%%

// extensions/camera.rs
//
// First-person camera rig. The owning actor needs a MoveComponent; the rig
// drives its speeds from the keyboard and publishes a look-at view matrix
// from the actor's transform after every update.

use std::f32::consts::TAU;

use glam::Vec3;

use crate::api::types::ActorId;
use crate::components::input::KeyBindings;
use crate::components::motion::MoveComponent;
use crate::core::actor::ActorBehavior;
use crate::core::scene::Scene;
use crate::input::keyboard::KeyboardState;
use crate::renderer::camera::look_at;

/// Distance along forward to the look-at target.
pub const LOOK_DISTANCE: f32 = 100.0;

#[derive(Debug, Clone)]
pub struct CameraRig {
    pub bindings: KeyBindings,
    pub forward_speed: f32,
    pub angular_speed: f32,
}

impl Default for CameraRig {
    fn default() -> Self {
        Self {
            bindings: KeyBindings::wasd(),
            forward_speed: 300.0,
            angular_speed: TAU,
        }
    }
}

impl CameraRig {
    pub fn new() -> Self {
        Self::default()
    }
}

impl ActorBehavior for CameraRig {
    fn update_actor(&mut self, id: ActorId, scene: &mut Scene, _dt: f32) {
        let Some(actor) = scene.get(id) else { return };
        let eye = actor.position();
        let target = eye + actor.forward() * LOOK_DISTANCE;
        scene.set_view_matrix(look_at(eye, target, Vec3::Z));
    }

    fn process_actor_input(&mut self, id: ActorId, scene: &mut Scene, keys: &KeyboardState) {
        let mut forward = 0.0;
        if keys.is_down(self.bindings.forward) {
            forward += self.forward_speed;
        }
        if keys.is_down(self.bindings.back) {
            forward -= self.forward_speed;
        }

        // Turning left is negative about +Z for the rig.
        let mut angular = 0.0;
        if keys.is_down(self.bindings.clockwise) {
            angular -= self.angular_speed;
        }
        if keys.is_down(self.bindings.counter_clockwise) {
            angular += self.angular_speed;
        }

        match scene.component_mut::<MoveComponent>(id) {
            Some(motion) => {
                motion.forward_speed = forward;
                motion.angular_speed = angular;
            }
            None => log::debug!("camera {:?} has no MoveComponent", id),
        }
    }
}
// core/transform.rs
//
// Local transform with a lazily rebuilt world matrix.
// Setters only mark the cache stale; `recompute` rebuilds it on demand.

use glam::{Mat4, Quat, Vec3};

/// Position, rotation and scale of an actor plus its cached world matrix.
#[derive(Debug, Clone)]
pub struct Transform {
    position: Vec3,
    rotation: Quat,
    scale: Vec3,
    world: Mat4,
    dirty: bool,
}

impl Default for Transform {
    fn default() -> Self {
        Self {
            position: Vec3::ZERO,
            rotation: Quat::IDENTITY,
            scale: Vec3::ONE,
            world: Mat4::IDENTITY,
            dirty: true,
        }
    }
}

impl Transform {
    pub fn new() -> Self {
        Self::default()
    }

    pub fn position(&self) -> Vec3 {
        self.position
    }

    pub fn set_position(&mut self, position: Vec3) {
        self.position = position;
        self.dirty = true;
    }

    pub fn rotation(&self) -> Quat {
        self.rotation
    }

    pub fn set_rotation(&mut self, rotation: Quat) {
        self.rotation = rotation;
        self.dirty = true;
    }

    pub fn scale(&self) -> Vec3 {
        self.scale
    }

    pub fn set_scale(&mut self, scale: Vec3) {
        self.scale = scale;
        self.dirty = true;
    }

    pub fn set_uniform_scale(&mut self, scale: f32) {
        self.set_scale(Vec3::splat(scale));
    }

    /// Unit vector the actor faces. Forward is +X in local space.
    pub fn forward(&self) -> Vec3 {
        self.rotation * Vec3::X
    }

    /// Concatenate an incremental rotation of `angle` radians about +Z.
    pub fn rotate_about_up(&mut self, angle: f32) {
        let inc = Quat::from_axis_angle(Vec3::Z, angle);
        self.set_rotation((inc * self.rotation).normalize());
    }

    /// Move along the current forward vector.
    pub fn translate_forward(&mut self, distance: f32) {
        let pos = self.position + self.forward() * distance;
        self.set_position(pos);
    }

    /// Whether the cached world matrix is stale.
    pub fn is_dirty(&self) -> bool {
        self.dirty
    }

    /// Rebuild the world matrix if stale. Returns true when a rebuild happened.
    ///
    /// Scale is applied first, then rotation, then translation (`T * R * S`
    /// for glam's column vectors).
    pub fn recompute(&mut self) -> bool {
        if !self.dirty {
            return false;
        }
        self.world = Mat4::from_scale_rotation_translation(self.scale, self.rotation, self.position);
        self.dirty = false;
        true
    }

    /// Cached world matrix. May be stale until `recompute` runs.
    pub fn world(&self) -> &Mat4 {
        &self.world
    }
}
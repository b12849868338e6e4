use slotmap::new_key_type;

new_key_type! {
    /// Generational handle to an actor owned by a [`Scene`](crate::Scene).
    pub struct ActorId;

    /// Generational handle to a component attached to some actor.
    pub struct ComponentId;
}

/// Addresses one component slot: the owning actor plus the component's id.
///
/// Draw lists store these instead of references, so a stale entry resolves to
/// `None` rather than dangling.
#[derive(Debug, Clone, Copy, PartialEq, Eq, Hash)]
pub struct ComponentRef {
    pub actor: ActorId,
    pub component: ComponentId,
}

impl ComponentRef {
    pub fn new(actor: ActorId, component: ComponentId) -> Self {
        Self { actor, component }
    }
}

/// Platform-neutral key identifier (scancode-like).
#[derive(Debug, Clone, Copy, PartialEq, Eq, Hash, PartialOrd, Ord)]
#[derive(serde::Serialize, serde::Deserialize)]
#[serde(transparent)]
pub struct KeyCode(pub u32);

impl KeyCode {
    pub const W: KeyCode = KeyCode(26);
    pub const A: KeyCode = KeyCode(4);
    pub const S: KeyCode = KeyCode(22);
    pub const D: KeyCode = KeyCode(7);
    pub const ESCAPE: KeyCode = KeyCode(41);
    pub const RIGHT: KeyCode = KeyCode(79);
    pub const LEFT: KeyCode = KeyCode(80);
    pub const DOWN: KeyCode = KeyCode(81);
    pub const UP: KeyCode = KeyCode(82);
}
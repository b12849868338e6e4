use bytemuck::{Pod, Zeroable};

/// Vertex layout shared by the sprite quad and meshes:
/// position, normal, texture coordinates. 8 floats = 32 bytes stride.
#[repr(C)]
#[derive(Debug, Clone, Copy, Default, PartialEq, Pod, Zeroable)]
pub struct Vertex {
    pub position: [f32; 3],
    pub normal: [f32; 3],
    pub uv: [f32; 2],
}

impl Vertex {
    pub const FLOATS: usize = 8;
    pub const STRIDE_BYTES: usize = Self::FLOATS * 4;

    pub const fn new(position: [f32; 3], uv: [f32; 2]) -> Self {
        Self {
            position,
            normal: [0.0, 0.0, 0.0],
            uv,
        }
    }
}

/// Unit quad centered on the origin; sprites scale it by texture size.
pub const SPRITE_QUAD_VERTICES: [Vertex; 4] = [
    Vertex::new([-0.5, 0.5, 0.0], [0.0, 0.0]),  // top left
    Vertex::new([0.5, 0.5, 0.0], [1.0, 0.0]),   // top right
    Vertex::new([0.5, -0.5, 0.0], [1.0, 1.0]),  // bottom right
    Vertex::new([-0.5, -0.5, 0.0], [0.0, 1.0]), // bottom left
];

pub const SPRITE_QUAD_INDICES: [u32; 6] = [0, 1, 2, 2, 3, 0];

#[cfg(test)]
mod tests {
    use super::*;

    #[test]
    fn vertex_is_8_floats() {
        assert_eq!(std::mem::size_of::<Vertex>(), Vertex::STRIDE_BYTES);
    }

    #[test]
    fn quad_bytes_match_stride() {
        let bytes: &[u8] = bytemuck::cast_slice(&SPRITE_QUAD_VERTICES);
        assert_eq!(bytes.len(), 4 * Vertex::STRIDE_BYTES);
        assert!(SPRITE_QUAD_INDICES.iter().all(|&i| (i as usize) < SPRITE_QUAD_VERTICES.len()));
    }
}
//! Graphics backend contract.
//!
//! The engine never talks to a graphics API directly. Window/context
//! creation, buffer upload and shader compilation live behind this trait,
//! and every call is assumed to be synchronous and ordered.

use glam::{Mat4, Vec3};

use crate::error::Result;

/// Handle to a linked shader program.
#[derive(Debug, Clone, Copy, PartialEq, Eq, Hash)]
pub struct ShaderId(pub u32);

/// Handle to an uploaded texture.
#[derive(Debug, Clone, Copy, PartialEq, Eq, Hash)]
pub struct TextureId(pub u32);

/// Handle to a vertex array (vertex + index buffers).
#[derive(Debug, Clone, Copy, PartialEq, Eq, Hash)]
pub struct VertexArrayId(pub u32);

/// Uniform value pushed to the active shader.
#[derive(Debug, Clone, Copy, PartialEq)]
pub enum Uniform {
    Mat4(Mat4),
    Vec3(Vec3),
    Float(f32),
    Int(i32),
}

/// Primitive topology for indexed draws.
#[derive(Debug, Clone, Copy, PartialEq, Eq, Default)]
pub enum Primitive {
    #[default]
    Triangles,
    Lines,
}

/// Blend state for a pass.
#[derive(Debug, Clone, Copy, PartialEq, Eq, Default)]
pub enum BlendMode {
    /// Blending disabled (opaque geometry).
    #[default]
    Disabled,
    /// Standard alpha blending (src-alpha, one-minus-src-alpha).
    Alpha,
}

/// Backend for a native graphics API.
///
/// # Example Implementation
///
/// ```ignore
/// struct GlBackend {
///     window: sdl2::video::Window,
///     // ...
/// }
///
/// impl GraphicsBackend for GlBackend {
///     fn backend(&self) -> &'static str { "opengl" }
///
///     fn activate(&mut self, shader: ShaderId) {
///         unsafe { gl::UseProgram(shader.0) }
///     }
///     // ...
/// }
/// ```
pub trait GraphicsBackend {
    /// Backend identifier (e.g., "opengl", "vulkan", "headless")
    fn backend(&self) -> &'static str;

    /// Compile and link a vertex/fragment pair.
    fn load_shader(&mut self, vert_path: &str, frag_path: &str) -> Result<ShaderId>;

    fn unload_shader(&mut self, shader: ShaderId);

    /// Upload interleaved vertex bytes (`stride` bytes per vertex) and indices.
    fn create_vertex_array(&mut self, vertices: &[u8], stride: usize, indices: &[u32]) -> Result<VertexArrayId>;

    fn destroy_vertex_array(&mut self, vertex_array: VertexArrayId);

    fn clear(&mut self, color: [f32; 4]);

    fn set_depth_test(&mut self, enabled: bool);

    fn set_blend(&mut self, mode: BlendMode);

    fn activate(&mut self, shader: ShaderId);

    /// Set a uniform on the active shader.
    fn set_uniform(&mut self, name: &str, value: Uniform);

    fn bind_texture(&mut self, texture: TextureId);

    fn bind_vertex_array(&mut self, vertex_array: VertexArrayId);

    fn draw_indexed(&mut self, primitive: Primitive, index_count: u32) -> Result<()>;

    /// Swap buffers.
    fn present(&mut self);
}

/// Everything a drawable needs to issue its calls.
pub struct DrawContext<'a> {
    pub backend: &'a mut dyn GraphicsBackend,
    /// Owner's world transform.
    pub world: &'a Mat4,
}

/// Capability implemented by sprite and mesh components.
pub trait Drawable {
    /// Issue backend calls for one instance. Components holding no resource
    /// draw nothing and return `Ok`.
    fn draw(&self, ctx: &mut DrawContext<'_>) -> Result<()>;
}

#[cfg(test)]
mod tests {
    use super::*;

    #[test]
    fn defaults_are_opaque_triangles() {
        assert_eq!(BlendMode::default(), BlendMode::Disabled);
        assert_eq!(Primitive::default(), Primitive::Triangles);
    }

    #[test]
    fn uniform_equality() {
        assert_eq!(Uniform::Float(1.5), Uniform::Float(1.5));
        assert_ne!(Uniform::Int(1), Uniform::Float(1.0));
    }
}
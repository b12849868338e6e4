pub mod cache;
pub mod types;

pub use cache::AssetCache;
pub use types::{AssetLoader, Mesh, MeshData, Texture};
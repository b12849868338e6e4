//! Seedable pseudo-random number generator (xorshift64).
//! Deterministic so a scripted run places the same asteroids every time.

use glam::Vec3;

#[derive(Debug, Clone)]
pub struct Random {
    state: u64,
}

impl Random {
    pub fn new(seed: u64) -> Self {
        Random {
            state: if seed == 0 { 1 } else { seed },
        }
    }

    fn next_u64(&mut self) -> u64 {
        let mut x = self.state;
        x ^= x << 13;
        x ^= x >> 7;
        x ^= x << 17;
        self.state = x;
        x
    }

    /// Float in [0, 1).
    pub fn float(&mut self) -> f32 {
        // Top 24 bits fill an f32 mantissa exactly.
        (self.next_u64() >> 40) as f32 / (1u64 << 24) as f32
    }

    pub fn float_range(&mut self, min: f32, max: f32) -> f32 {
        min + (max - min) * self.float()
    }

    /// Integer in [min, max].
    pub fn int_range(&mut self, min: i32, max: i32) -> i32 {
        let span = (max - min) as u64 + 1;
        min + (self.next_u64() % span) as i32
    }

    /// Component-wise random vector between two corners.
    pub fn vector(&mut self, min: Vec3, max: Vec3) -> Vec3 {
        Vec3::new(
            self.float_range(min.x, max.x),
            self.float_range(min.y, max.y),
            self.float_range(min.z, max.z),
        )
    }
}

%%

**Task statement**
The answer must be every line from the records above that contains "along".

**Task answer**
/// Distance along forward to the look-at target.
    /// Move along the current forward vector.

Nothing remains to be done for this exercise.